Dans un pays où, parait-il, de nombreuses grossesses sont le fait de fillettes, on peut se demander comment CE cas-là a pu parvenir aux oreilles de l'archevêque, avant d'être repris par l'ensemble des medias. D'où campagne de presse, mobilisation de l'opinion, indignation... Je pense qu'il y a des précédents, je ne me souviens pas dans quelles circonstances fut votée la loi Veil, en France, mais je pense que c'était pareil: un contexte émotionnel dans l'exploitation d'un cas extrême. Il suffit d'ailleurs de se souvenir de l'affaire Humbert, sur un autre débat.

Comme par hasard, on apprend simultanément que "Le ministère de la Santé tente actuellement de dépénaliser l'avortement mais il se heurte à la réaction de l'Eglise" (AFP). Bizarre coïncidence, non?

Lisant les réactions, c'est tout juste si on n'imagine pas que c'est l'archevêque en personne qui est responsable de la situation. Je ne vous précise pas comment.
Or, sa prétendue décision (voir plus bas *) n'a pas pu davantage blesser cette pauvre petite fille que la misère morale qui est à l'origine de cette catastrophe. Et cette misère morale, ce n'est pas l'Eglise qui en est responsable, bien au contraire, elle lutte de toutes ses forces pour s'y opposer, contre le lobbie tout-puissant qui veut instrumentaliser le malheur des pauvres pour arriver à ses fins.
Il ne s'agit d'ailleurs pas d'une décision, car je lis sur le FC:




(*) Selon le Code de Droit Canonique, l'excommunication de ceux qui procurent l'avortement est une censure dite latæ sententiæ, c'est à dire qu'elle agit automatiquement. Aussitôt fait l'avortement, l'équipe médicale et ceux qui procurent ce meurtre sont excommuniés par la loi elle même, qu'ils le sachent ou non. Un évêque ne peut que déclarer la peine encourue. En ce cas la mère de l'enfant avorté n'a pas encouru l'excommunication car en dessous de quatorze ans on ne peut encourir une peine latæ sententiæ.
Il est évidemment impossible de lever cette excommunication sans repentir.
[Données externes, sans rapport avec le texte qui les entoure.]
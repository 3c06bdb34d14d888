//! Text normalisation and keyword extraction for Czech legal questions.
//!
//! Questions arrive as free text typed by laypeople. Before they are matched
//! against court decisions or keyword tables they are collapsed into a single
//! line and lowercased; keyword extraction additionally drops short tokens and
//! common Czech function words.

use std::collections::HashSet;

/// Czech function words that carry no legal meaning.
const STOPWORDS: &[&str] = &[
    "aby", "ale", "ani", "ano", "bez", "bude", "budou", "byl", "byla", "byli", "bych", "bychom",
    "bys", "byste", "jeho", "její", "jen", "ještě", "jestli", "jsem", "jsme", "jste", "jsou",
    "kde", "kdo", "když", "kolem", "kolik", "komu", "která", "které", "který", "kvůli", "nad",
    "nebo", "než", "nic", "okolo", "pak", "pod", "podle", "pro", "proti", "protože", "spolu",
    "stejně", "své", "svého", "svémi", "svým", "svůj", "tady", "tak", "taky", "tam", "ten",
    "tento", "tuto", "vaše", "váš", "vám", "vás",
];

/// Default cap on extracted keywords.
pub const MAX_KEYWORDS: usize = 12;

/// Collapse all whitespace runs into single spaces and trim the ends.
pub fn normalize_text(text: &str) -> String {
    text.split_whitespace().collect::<Vec<_>>().join(" ")
}

/// Extract up to `max` distinct lowercase keywords, in order of first appearance.
///
/// A keyword is a run of at least three alphanumeric characters (Czech
/// diacritics included) that is not a stopword.
pub fn extract_keywords(text: &str, max: usize) -> Vec<String> {
    let lowered = normalize_text(text).to_lowercase();
    let mut seen = HashSet::new();
    let mut out = Vec::new();

    for word in lowered.split(|c: char| !c.is_alphanumeric()) {
        if out.len() >= max {
            break;
        }
        if word.chars().count() < 3 || STOPWORDS.contains(&word) {
            continue;
        }
        if seen.insert(word) {
            out.push(word.to_string());
        }
    }
    out
}

/// Truncate `text` to at most `max_chars` characters, appending `…` when cut.
pub fn truncate_chars(text: &str, max_chars: usize) -> String {
    match text.char_indices().nth(max_chars) {
        Some((idx, _)) => format!("{}…", &text[..idx]),
        None => text.to_string(),
    }
}
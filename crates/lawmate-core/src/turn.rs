//! Conversation and turn types shared between the dispatcher and history stores.

use std::fmt;

use chrono::{DateTime, Utc};
use serde::{Deserialize, Serialize};
use uuid::Uuid;

use crate::domain::LegalDomain;

/// Identifier of a conversation (a chat session in the history list).
#[derive(Debug, Clone, Copy, PartialEq, Eq, Hash, PartialOrd, Ord, Serialize, Deserialize)]
#[serde(transparent)]
pub struct ConversationId(pub Uuid);

impl ConversationId {
    pub fn new() -> Self {
        Self(Uuid::new_v4())
    }
}

impl Default for ConversationId {
    fn default() -> Self {
        Self::new()
    }
}

impl fmt::Display for ConversationId {
    fn fmt(&self, f: &mut fmt::Formatter<'_>) -> fmt::Result {
        self.0.fmt(f)
    }
}

impl std::str::FromStr for ConversationId {
    type Err = uuid::Error;

    fn from_str(s: &str) -> Result<Self, Self::Err> {
        Uuid::parse_str(s.trim()).map(Self)
    }
}

/// Conversation metadata. Turns are stored separately and read in order.
#[derive(Debug, Clone, PartialEq, Serialize, Deserialize)]
pub struct Conversation {
    pub id: ConversationId,
    pub title: String,
    pub domain: LegalDomain,
    pub created_at: DateTime<Utc>,
    pub updated_at: DateTime<Utc>,
}

/// Semaphore level attached to every answer.
///
/// Ordered: `Green < Yellow < Red`.
#[derive(Debug, Clone, Copy, PartialEq, Eq, PartialOrd, Ord, Hash, Serialize, Deserialize)]
#[serde(rename_all = "lowercase")]
pub enum RiskLevel {
    Green,
    Yellow,
    Red,
}

impl RiskLevel {
    pub fn as_str(&self) -> &'static str {
        match self {
            Self::Green => "green",
            Self::Yellow => "yellow",
            Self::Red => "red",
        }
    }
}

impl fmt::Display for RiskLevel {
    fn fmt(&self, f: &mut fmt::Formatter<'_>) -> fmt::Result {
        f.write_str(self.as_str())
    }
}

/// The backend that actually produced an answer.
#[derive(Debug, Clone, Copy, PartialEq, Eq, Hash, Serialize, Deserialize)]
#[serde(rename_all = "kebab-case")]
pub enum ProviderKind {
    #[serde(rename = "openai")]
    OpenAi,
    OllamaLocal,
    OllamaCloud,
    Mock,
}

impl ProviderKind {
    pub fn as_str(&self) -> &'static str {
        match self {
            Self::OpenAi => "openai",
            Self::OllamaLocal => "ollama-local",
            Self::OllamaCloud => "ollama-cloud",
            Self::Mock => "mock",
        }
    }

    /// Ollama hosted at ollama.com is the cloud flavour; anything else is a local server.
    pub fn for_ollama_url(base_url: &str) -> Self {
        if base_url.to_lowercase().contains("ollama.com") {
            Self::OllamaCloud
        } else {
            Self::OllamaLocal
        }
    }

    /// Whether requests to this backend are billed per use.
    pub fn is_paid(&self) -> bool {
        matches!(self, Self::OpenAi | Self::OllamaCloud)
    }
}

impl fmt::Display for ProviderKind {
    fn fmt(&self, f: &mut fmt::Formatter<'_>) -> fmt::Result {
        f.write_str(self.as_str())
    }
}

/// Speaker of a chat message.
#[derive(Debug, Clone, Copy, PartialEq, Eq, Serialize, Deserialize)]
#[serde(rename_all = "lowercase")]
pub enum Role {
    System,
    User,
    Assistant,
}

impl Role {
    pub fn as_str(&self) -> &'static str {
        match self {
            Self::System => "system",
            Self::User => "user",
            Self::Assistant => "assistant",
        }
    }
}

/// A role-tagged message as sent to chat-completion backends.
#[derive(Debug, Clone, PartialEq, Eq, Serialize, Deserialize)]
pub struct ChatMessage {
    pub role: Role,
    pub content: String,
}

impl ChatMessage {
    pub fn new(role: Role, content: impl Into<String>) -> Self {
        Self {
            role,
            content: content.into(),
        }
    }

    pub fn system(content: impl Into<String>) -> Self {
        Self::new(Role::System, content)
    }

    pub fn user(content: impl Into<String>) -> Self {
        Self::new(Role::User, content)
    }

    pub fn assistant(content: impl Into<String>) -> Self {
        Self::new(Role::Assistant, content)
    }
}

/// A court decision referenced by an answer.
#[derive(Debug, Clone, PartialEq, Eq, Serialize, Deserialize)]
pub struct Citation {
    /// Case number (jednací číslo), e.g. `"25 Cdo 1234/2024"`.
    pub citation_id: String,
    pub title: String,
    pub url: String,
}

/// One question/answer exchange. Immutable once created.
#[derive(Debug, Clone, PartialEq, Serialize, Deserialize)]
pub struct Turn {
    pub created_at: DateTime<Utc>,
    pub user_message: String,
    pub domain: LegalDomain,
    pub answer_text: String,
    pub risk_level: RiskLevel,
    pub escalation_advice: String,
    pub provider_used: ProviderKind,
    #[serde(default)]
    pub citations: Vec<Citation>,
    /// Human-readable notice when the answer did not come from the primary provider.
    #[serde(default, skip_serializing_if = "Option::is_none")]
    pub notice: Option<String>,
}

impl Turn {
    /// The turn as the user/assistant message pair fed back as context.
    pub fn as_messages(&self) -> [ChatMessage; 2] {
        [
            ChatMessage::user(self.user_message.clone()),
            ChatMessage::assistant(self.answer_text.clone()),
        ]
    }
}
Pour terminer, j'ai ressorti un de mes livres de chevet, Le Sel de la Terre (page 200):
Le cardinal Ratzinger répond à une question de Peter Seewald à propos de l'avortement:


Q: Mais peut-on dire que si quelqu'un, dans une extrême détresse de conscience, se décide pour une interruption de grossesse, il commet un attentat contre la vie ?
R: La manière dont la culpabilité est répartie entre les différentes personnes, on ne peut jamais en décider de manière abstraite. Mais l'acte en tant que tel - quel que soit le responsable de la situation, ce peut être aussi la pression des hommes - reste essentiellement ceci : pour régler une situation de conflit, un être humain est tué. Et le conflit n'est jamais réglé. Nous savons aussi par des psychologues combien un tel acte reste gravé dans l'âme de la mère, car elle sait bien qu'un être humain était en elle, que ce serait son enfant, peut-être quelqu'un dont elle serait fière à présent. Naturellement, la société doit aider, fournir d'autres moyens d'arranger la situation, faire cesser la pression sur les futures mères, afin que s'éveille un nouvel amour pour les enfants.


Ici, bien sûr, ce n'est pas la petite fille qui s'est décidé pour un avortement. La remarque s'applique donc à ceux qui ont décidé pour elle.

Personne ne peut prétendre s'a&pproprier les idées du pape.
Mais là, il me semble qu'il a assez clairement répondu.